In a house in Bradford, north England a scene is being played out that is as old as Christianity itself: the faithful gathering in a home to share fellowship and the gospel. The guests, some of whom have travelled from many miles away, are kept well supplied with food and drinks by Mrs Kubra Hussain: cups of tea to quench thirst, spicy chicken and chickpea curries served with chapatti to assuage hunger.
But Mrs Hussain and her husband Nissar are also victims of that other enduring feature of religious life: persecution. Nearly 2000 years ago, just a year after the crucifixion of Jesus, St Stephen was stoned to death for his faith. A few years later, St Paul was jailed and then beheaded for his. Today, in Syria, the Christian faith is fast disappearing entirely, centuries old communities wiped out by Islamic jihadists with barely a whisper of condemnation from the west.
In the UK, three weeks ago, Nissar was beaten to within an inch of his life by Muslim neighbours to revile him as an apostate and a blasphemer. “They split my kneecap,” he told Breitbart London. “The doctor told me that’s the hardest bone in your body, it takes a lot of force to break it. But when they were beating me I kept my arms around my head and kept moving. One blow like that to my head and I would have been a gonner.”
As shocking as the episode was, it was merely the culmination of fifteen years of persecution that the Hussains have endured since they left Islam and converted to Christianity.

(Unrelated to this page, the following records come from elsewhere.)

use std::net::SocketAddr;

use tracing_subscriber::{layer::SubscriberExt, util::SubscriberInitExt};

use roster_api::config::ServerConfig;
use roster_api::router::build_app_router;
use roster_api::state::AppState;

#[tokio::main]
async fn main() {
    dotenvy::dotenv().ok();

    // --- Tracing ---
    tracing_subscriber::registry()
        .with(
            tracing_subscriber::EnvFilter::try_from_default_env()
                .unwrap_or_else(|_| "roster_api=debug,roster_db=debug,tower_http=debug".into()),
        )
        .with(tracing_subscriber::fmt::layer())
        .init();

    // --- Configuration ---
    let config = ServerConfig::from_env();
    tracing::info!(host = %config.host, port = %config.port, "Loaded server configuration");

    // --- Database ---
    let database_url = std::env::var("DATABASE_URL").expect("DATABASE_URL must be set");

    let pool = roster_db::create_pool(
        &database_url,
        config.db_max_connections,
        config.db_acquire_timeout(),
    )
    .await
    .expect("Failed to connect to database");
    tracing::info!(
        max_connections = config.db_max_connections,
        acquire_timeout_secs = config.db_acquire_timeout_secs,
        "Database connection pool created"
    );

    roster_db::health_check(&pool)
        .await
        .expect("Database health check failed");
    tracing::info!("Database health check passed");

    roster_db::run_migrations(&pool)
        .await
        .expect("Failed to run database migrations");
    tracing::info!("Database migrations applied");

    // --- App state ---
    let state = AppState { pool: pool.clone() };

    let app = build_app_router(state, &config);

    // --- Start server ---
    let addr = SocketAddr::new(
        config.host.parse().expect("Invalid HOST address"),
        config.port,
    );
    tracing::info!(%addr, "Starting server");

    let listener = tokio::net::TcpListener::bind(addr)
        .await
        .expect("Failed to bind to address");

    axum::serve(listener, app)
        .with_graceful_shutdown(shutdown_signal())
        .await
        .expect("Server error");

    tracing::info!("Server stopped accepting connections, closing database pool");
    pool.close().await;
    tracing::info!("Graceful shutdown complete");
}

/// Wait for a termination signal to initiate graceful shutdown.
///
/// Handles both SIGINT (Ctrl-C) and SIGTERM (on Unix).
async fn shutdown_signal() {
    let ctrl_c = async {
        tokio::signal::ctrl_c()
            .await
            .expect("Failed to install Ctrl-C handler");
    };

    #[cfg(unix)]
    let terminate = async {
        tokio::signal::unix::signal(tokio::signal::unix::SignalKind::terminate())
            .expect("Failed to install SIGTERM handler")
            .recv()
            .await;
    };

    #[cfg(not(unix))]
    let terminate = std::future::pending::<()>();

    tokio::select! {
        () = ctrl_c => {
            tracing::info!("Received SIGINT (Ctrl-C), starting graceful shutdown");
        }
        () = terminate => {
            tracing::info!("Received SIGTERM, starting graceful shutdown");
        }
    }
}
/// Shared application state available to all Axum handlers via `State<AppState>`.
///
/// Cloning is cheap; the pool is reference-counted internally.
#[derive(Clone)]
pub struct AppState {
    /// Database connection pool.
    pub pool: roster_db::DbPool,
}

“I never thought in my wildest imagination this would happen” he said. “When I first converted I knew I knew I’d be shunned. I’d get a few name calls, maybe angry reactions through confrontation here and there, but I never thought it would come to this – years of physical, verbal, criminal abuse and then suddenly almost my life being snuffed out. All because of their taking offence to me being a convert.”